After injecting worms, replace the oil with M9 buffer. Once the worms start moving, transfer them to an NGM agar plate with bacterial food. In the following protocol, the gonad microinjection method is used to deliver a Cas9 complex to target and edit the dpy-10 gene.
- Begin with preparation of C. elegans and agarose pads as described in the text protocol. Place an agarose injection pad and cover slip onto a dissection scope. Use a worm pick to lay a small track of halocarbon oil along one edge of the pad. Then, use the worm pick coated in oil to lift several worms off the NG agar plate and into the track of oil. With a fine hair attached to a pipette, such as an eyelash or cat whisker, position the worms in parallel gently pushing the worms into the agarose pad. Until comfortable with the microinjection procedure, only mount and inject one worm at a time.

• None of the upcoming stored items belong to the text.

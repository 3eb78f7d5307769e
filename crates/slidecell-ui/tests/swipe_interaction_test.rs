//! End-to-end interaction tests driven through the robot harness.
//!
//! Geometry used throughout: width 120 gives a first barrier of 30 and a
//! second barrier of 40.

use std::cell::RefCell;
use std::rc::Rc;

use slidecell_testing::{CallCounter, SwipeRobot};
use slidecell_ui::{
    ButtonMode, ButtonSpec, MenuSide, SwipeMenu, SwipePhase, BUTTON_ALPHA_IN_SINGLE_MODE,
};
use slidecell_ui_graphics::{Color, Icon};

const WIDTH: f32 = 120.0;
const HEIGHT: f32 = 44.0;

fn single(counter: &Rc<CallCounter>) -> ButtonMode {
    ButtonMode::Single(
        ButtonSpec::new(Color::GRAY, Icon::named("delete"))
            .with_active_color(Color::RED)
            .with_on_fire(counter.hook()),
    )
}

fn pair(first: &Rc<CallCounter>, second: &Rc<CallCounter>) -> ButtonMode {
    ButtonMode::Pair(
        ButtonSpec::new(Color::GRAY, Icon::named("archive")).with_on_fire(first.hook()),
        ButtonSpec::new(Color::BLACK, Icon::named("delete")).with_on_fire(second.hook()),
    )
}

#[test]
fn barriers_are_quarter_and_third_of_width() {
    let robot = SwipeRobot::new(WIDTH, HEIGHT, ButtonMode::None, ButtonMode::None);
    assert_eq!(robot.menu().first_barrier(), 30.0);
    assert_eq!(robot.menu().second_barrier(), 40.0);

    let other = SwipeRobot::new(57.0, HEIGHT, ButtonMode::None, ButtonMode::None);
    assert!(other.menu().first_barrier() < other.menu().second_barrier());
}

#[test]
fn none_side_is_clamped_on_every_event() {
    let fired = CallCounter::new();
    let mut robot = SwipeRobot::new(WIDTH, HEIGHT, ButtonMode::None, single(&fired));

    // Dragging right would reveal the empty left side.
    robot.drag_and_release(10.0);
    robot.settle();

    assert_eq!(robot.offset(), 0.0);
    assert_eq!(robot.menu().logical_offset(), 0.0);
    assert_eq!(fired.count(), 0);
    assert_eq!(robot.haptics().count(), 0);
}

#[test]
fn single_commit_fires_once_and_closes() {
    let fired = CallCounter::new();
    let mut robot = SwipeRobot::new(WIDTH, HEIGHT, ButtonMode::None, single(&fired));

    robot.drag_and_release(-35.0);

    // The callback fires on release, before the settle animation is done.
    assert_eq!(fired.count(), 1);

    robot.settle();
    assert_eq!(robot.offset(), 0.0);
    assert_eq!(robot.menu().phase(), SwipePhase::Idle);
    assert_eq!(robot.haptics().count(), 1);
}

#[test]
fn crossing_the_barrier_arms_instant_fire() {
    let fired = CallCounter::new();
    let mut robot = SwipeRobot::new(WIDTH, HEIGHT, ButtonMode::None, single(&fired));

    robot.begin_drag();
    robot.move_by(-35.0);

    {
        let lane = robot.menu().right_lane();
        assert_eq!(lane.alpha(), 1.0);
        let button = lane.first_button().unwrap();
        assert_eq!(button.alpha(), 1.0);
        assert!(button.instant_fire());
        assert_eq!(button.background(), Color::RED);
    }

    // Sliding back under the barrier disarms and dims again.
    robot.move_by(-20.0);
    {
        let lane = robot.menu().right_lane();
        let button = lane.first_button().unwrap();
        assert_eq!(button.alpha(), BUTTON_ALPHA_IN_SINGLE_MODE);
        assert!(!button.instant_fire());
        assert_eq!(button.background(), Color::GRAY);
    }

    robot.release(-20.0);
    robot.settle();
    assert_eq!(fired.count(), 0);
    assert_eq!(robot.offset(), 0.0);
}

#[test]
fn pair_opens_at_second_barrier_without_firing() {
    let first = CallCounter::new();
    let second = CallCounter::new();
    let mut robot = SwipeRobot::new(WIDTH, HEIGHT, ButtonMode::None, pair(&first, &second));

    robot.drag_and_release(-35.0);
    assert_eq!(robot.menu().phase(), SwipePhase::SettlingOpen(MenuSide::Right));

    robot.settle();
    assert_eq!(robot.offset(), -40.0);
    assert_eq!(robot.menu().phase(), SwipePhase::Open(MenuSide::Right));
    assert_eq!(first.count(), 0);
    assert_eq!(second.count(), 0);
    // Pairs never arm instant fire, so no barrier haptics either.
    assert_eq!(robot.haptics().count(), 0);
}

#[test]
fn tapping_an_open_pair_closes_then_fires() {
    let first = CallCounter::new();
    let second = CallCounter::new();
    let mut robot = SwipeRobot::new(WIDTH, HEIGHT, ButtonMode::None, pair(&first, &second));

    robot.drag_and_release(-35.0);
    robot.settle();

    robot.tap(MenuSide::Right, 1);
    assert_eq!(second.count(), 1);
    assert_eq!(first.count(), 0);

    robot.settle();
    assert_eq!(robot.offset(), 0.0);
    assert_eq!(robot.menu().phase(), SwipePhase::Idle);
}

#[test]
fn sub_threshold_release_reverts_for_any_mode() {
    let fired = CallCounter::new();

    let mut with_single = SwipeRobot::new(WIDTH, HEIGHT, ButtonMode::None, single(&fired));
    with_single.drag_and_release(-20.0);
    with_single.settle();
    assert_eq!(with_single.offset(), 0.0);
    assert_eq!(fired.count(), 0);

    let first = CallCounter::new();
    let second = CallCounter::new();
    let mut with_pair = SwipeRobot::new(WIDTH, HEIGHT, pair(&first, &second), ButtonMode::None);
    with_pair.drag_and_release(29.0);
    with_pair.settle();
    assert_eq!(with_pair.offset(), 0.0);
    assert_eq!(first.count(), 0);
}

#[test]
fn oscillating_across_the_barrier_alternates_haptics() {
    let fired = CallCounter::new();
    let mut robot = SwipeRobot::new(WIDTH, HEIGHT, ButtonMode::None, single(&fired));

    // Five crossings: out, in, out, in, out.
    robot.drag_through(&[-35.0, -20.0, -35.0, -20.0, -35.0]);

    assert_eq!(robot.haptics().count(), 5);
    // Released past the barrier, so the commit still fires exactly once.
    assert_eq!(fired.count(), 1);

    robot.settle();
    assert_eq!(robot.offset(), 0.0);
}

#[test]
fn repeated_samples_on_one_side_of_the_barrier_fire_nothing_extra() {
    let fired = CallCounter::new();
    let mut robot = SwipeRobot::new(WIDTH, HEIGHT, ButtonMode::None, single(&fired));

    robot.drag_through(&[-31.0, -33.0, -38.0, -35.0]);

    assert_eq!(robot.haptics().count(), 1);
}

#[test]
fn end_to_end_reference_scenario() {
    let fired = CallCounter::new();
    let mut robot = SwipeRobot::new(WIDTH, HEIGHT, ButtonMode::None, single(&fired));

    robot.drag_and_release(-35.0);
    robot.settle();
    assert_eq!(fired.count(), 1);
    assert_eq!(robot.offset(), 0.0);

    robot.drag_and_release(-20.0);
    robot.settle();
    assert_eq!(fired.count(), 1);
    assert_eq!(robot.offset(), 0.0);

    robot.drag_and_release(10.0);
    robot.settle();
    assert_eq!(fired.count(), 1);
    assert_eq!(robot.offset(), 0.0);
}

#[test]
fn new_drag_continues_from_an_open_row() {
    let first = CallCounter::new();
    let second = CallCounter::new();
    let mut robot = SwipeRobot::new(WIDTH, HEIGHT, ButtonMode::None, pair(&first, &second));

    robot.drag_and_release(-35.0);
    robot.settle();
    assert_eq!(robot.offset(), -40.0);

    // Dragging 20 to the right from the open position lands at -20,
    // under the first barrier, so the row closes.
    robot.drag_and_release(20.0);
    robot.settle();
    assert_eq!(robot.offset(), 0.0);
}

#[test]
fn new_drag_takes_over_a_settle_mid_flight() {
    let first = CallCounter::new();
    let second = CallCounter::new();
    let mut robot = SwipeRobot::new(WIDTH, HEIGHT, ButtonMode::None, pair(&first, &second));

    robot.drag_and_release(-35.0);
    robot.advance_frames(3);
    let mid_flight = robot.offset();
    assert!(mid_flight < 0.0 && mid_flight > -40.0);

    // The next drag starts from the presented value, not the logical
    // target, so there is no visible jump.
    robot.begin_drag();
    robot.move_by(0.0);
    assert!((robot.offset() - mid_flight).abs() < 0.001);

    // Dragging back under the first barrier closes the row.
    robot.move_by(25.0);
    robot.release(25.0);
    robot.settle();
    assert_eq!(robot.offset(), 0.0);
}

#[test]
fn vertical_first_sample_cancels_the_gesture() {
    let fired = CallCounter::new();
    let mut robot = SwipeRobot::new(WIDTH, HEIGHT, ButtonMode::None, single(&fired));

    robot.vertical_drag(50.0);
    robot.settle();

    assert_eq!(robot.offset(), 0.0);
    assert_eq!(fired.count(), 0);
    assert_eq!(robot.haptics().count(), 0);

    // The recognizer recovers for the next, genuinely horizontal drag.
    robot.drag_and_release(-35.0);
    robot.settle();
    assert_eq!(fired.count(), 1);
}

#[test]
fn pan_events_are_ignored_before_layout() {
    let fired = CallCounter::new();
    let mut robot = SwipeRobot::without_layout(ButtonMode::None, single(&fired));

    robot.drag_and_release(-35.0);
    robot.settle();

    assert_eq!(robot.offset(), 0.0);
    assert_eq!(fired.count(), 0);
    assert_eq!(robot.haptics().count(), 0);
}

#[test]
fn programmatic_close_shuts_an_open_row() {
    let first = CallCounter::new();
    let second = CallCounter::new();
    let mut robot = SwipeRobot::new(WIDTH, HEIGHT, pair(&first, &second), ButtonMode::None);

    robot.drag_and_release(35.0);
    robot.settle();
    assert_eq!(robot.offset(), 40.0);

    robot.menu().close();
    robot.settle();
    assert_eq!(robot.offset(), 0.0);
    assert_eq!(robot.menu().phase(), SwipePhase::Idle);
}

#[test]
fn direct_tap_closes_before_the_callback_runs() {
    let seen_offset: Rc<RefCell<Option<f32>>> = Rc::new(RefCell::new(None));
    let slot: Rc<RefCell<Option<SwipeMenu>>> = Rc::new(RefCell::new(None));

    let spec = {
        let seen_offset = seen_offset.clone();
        let slot = slot.clone();
        ButtonSpec::new(Color::GRAY, Icon::named("delete")).with_on_fire(move || {
            if let Some(menu) = slot.borrow().as_ref() {
                *seen_offset.borrow_mut() = Some(menu.logical_offset());
            }
        })
    };

    let mut robot = SwipeRobot::new(
        WIDTH,
        HEIGHT,
        ButtonMode::None,
        ButtonMode::Pair(spec, ButtonSpec::new(Color::BLACK, Icon::named("more"))),
    );
    *slot.borrow_mut() = Some(robot.menu().clone());

    robot.drag_and_release(-35.0);
    robot.settle();
    robot.tap(MenuSide::Right, 0);

    // The resting target was already 0 when the callback observed it.
    assert_eq!(*seen_offset.borrow(), Some(0.0));
}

Once in position and attached to the pad, overlay the worms with another few drops of halocarbon oil from the tip of the worm pick. Place the cover slip with the mounted worms onto the injection microscope. Under a low magnification, position the worms perpendicular to the injection needle, which has been filled with the RNP solution, as described in the text protocol.
Switch to a high magnification and reposition the needle adjacent to the gonad arm, corresponding to the region near the nuclei in mid- to late- pachytene. Using the micromanipulator, move the needle against the worm, depressing the cuticle slightly. Then, with one hand, tap the side of the microscope stage to jolt the needle through the cuticle. Depress the injection pedal or button, slowly fill to gonad arm with the injection mix, and remove the needle. Repeat the step with the other gonad arm.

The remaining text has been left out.